Marvel Masterworks: Sgt. Fury and His Howling Commandos Volume 1: written by Stan Lee, Jack Kirby, and Dick Ayers; illustrated by Jack Kirby, Dick Ayers, and George Roussos (aka George Bell) (1963-64; collected 2001): Early Marvel's first (and really only) semi-successful war book was a distinctly Marvelesque effort. Unlike DC's earlier Sgt. Rock, Sgt. Fury clearly took place in the same universe as the company's superhero books (Sgt. Rock would only be folded into DC continuity more than a decade after his first appearance). In the first 13 issues collected here, Reed Richards (later of the Fantastic Four in the book's chronology, as Fury was set during WWII) appears, as does Captain America villain Baron Zemo, along with Captain America and his partner Bucky Barnes.

The other Marvelization came with the decision to centre the action on a small squad of commandos, rather than all of Easy Company, as with Sgt. Rock. The Howling Commandos could thus appear anywhere in any of the theatres of WWII from issue to issue. And boy, do they! One month they're in the Japanese theatre, the next they're going after Rommel, and the next they're teaming up with Captain America to halt a Nazi effort to build a tunnel under the English Channel. They also thwart saboteurs in England. They're everywhere.

The whole thing goes down smoothly, with terrific art from Jack Kirby and, inking and then pencilling the title, the perennially under-rated Dick Ayers. There's a lot of action, much of it improbable (never have tanks been taken out so easily by soldiers armed only with guns! never have massive fortifications been overwhelmed by so few wise-cracking commandos!), all of it enjoyable so long as you didn't come here looking for realism.

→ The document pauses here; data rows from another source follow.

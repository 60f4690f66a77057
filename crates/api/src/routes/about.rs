//! Route definitions for `/admin/about`.

use axum::routing::get;
use axum::Router;
use vitrine_db::ContentTable;

use super::sortable;
use crate::handlers::about;
use crate::state::AppState;

/// Routes mounted at `/admin/about`.
///
/// ```text
/// GET    /                -> list_sections (?include_inactive=true)
/// POST   /                -> create_section
/// GET    /section-types   -> list_section_types
/// GET    /{id}            -> get_section
/// PUT    /{id}            -> update_section
/// ```
///
/// Plus the [`sortable::router`] routes.
pub fn router() -> Router<AppState> {
    Router::new()
        .route("/", get(about::list_sections).post(about::create_section))
        .route("/section-types", get(about::list_section_types))
        .route("/{id}", get(about::get_section).put(about::update_section))
        .merge(sortable::router(ContentTable::AboutContents))
}
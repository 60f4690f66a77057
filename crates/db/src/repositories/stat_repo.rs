//! Repository for the `stats` table.

use sqlx::PgPool;
use vitrine_core::types::DbId;

use crate::content_table::ContentTable;
use crate::models::stat::{CreateStat, Stat, UpdateStat};
use crate::repositories::SortableRepo;

const COLUMNS: &str =
    "id, label, value, suffix, icon, sort_order, is_active, deleted_at, created_at, updated_at";

pub struct StatRepo;

impl StatRepo {
    pub async fn create(pool: &PgPool, input: &CreateStat) -> Result<Stat, sqlx::Error> {
        let mut tx = pool.begin().await?;
        let sort_order = match input.sort_order {
            Some(order) => order,
            None => SortableRepo::next_sort_order(&mut tx, ContentTable::Stats).await?,
        };
        let query = format!(
            "INSERT INTO stats (label, value, suffix, icon, sort_order, is_active) \
             VALUES ($1, $2, $3, $4, $5, COALESCE($6, true)) \
             RETURNING {COLUMNS}"
        );
        let row = sqlx::query_as::<_, Stat>(&query)
            .bind(&input.label)
            .bind(&input.value)
            .bind(&input.suffix)
            .bind(&input.icon)
            .bind(sort_order)
            .bind(input.is_active)
            .fetch_one(&mut *tx)
            .await?;
        tx.commit().await?;
        Ok(row)
    }

    pub async fn find_by_id(pool: &PgPool, id: DbId) -> Result<Option<Stat>, sqlx::Error> {
        let query = format!("SELECT {COLUMNS} FROM stats WHERE id = $1 AND deleted_at IS NULL");
        sqlx::query_as::<_, Stat>(&query)
            .bind(id)
            .fetch_optional(pool)
            .await
    }

    pub async fn list(pool: &PgPool, include_inactive: bool) -> Result<Vec<Stat>, sqlx::Error> {
        let query = format!(
            "SELECT {COLUMNS} FROM stats \
             WHERE deleted_at IS NULL AND ($1 OR is_active = true) \
             ORDER BY sort_order, id"
        );
        sqlx::query_as::<_, Stat>(&query)
            .bind(include_inactive)
            .fetch_all(pool)
            .await
    }

    pub async fn update(
        pool: &PgPool,
        id: DbId,
        input: &UpdateStat,
    ) -> Result<Option<Stat>, sqlx::Error> {
        let query = format!(
            "UPDATE stats SET \
                label = COALESCE($2, label), \
                value = COALESCE($3, value), \
                suffix = COALESCE($4, suffix), \
                icon = COALESCE($5, icon), \
                is_active = COALESCE($6, is_active) \
             WHERE id = $1 AND deleted_at IS NULL \
             RETURNING {COLUMNS}"
        );
        sqlx::query_as::<_, Stat>(&query)
            .bind(id)
            .bind(&input.label)
            .bind(&input.value)
            .bind(&input.suffix)
            .bind(&input.icon)
            .bind(input.is_active)
            .fetch_optional(pool)
            .await
    }
}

Sgt. Fury also provides an early example of one of the delights with Marvel books down the ages -- the sometimes comic gaps between what the art clearly shows and what the dialogue writer tells you is happening. Again and again, the commandos clearly kill people by the score, but to satisfy the Comics Code Authority, Stan Lee's dialogue tells us that the Nazis escaped or got knocked unconscious off-'camera.' It's a forerunner to all those mysteriously surviving criminals in crashed helicopters and cars on The A-Team (which itself owes a clear debt to Sgt. Fury). Never have so many Nazis been knocked unconscious off-page by flame throwers, grenades, plunges off cliffs, and endless streams of bullets!

Unlike Sgt. Rock. Sgt. Fury makes no attempt towards even a gesture towards realism. This is early Marvel superhero action, enjoyably drawn and often hilariously over-written. As in real life, Stan Lee never knew when to shut up on the page, at least with Sgt. Fury. The dialogue comes so thick and heavy at times that some word balloons have been coloured so the reader doesn't get confused. Sgt. Fury and His Chatty Commandos, anyone? Recommended.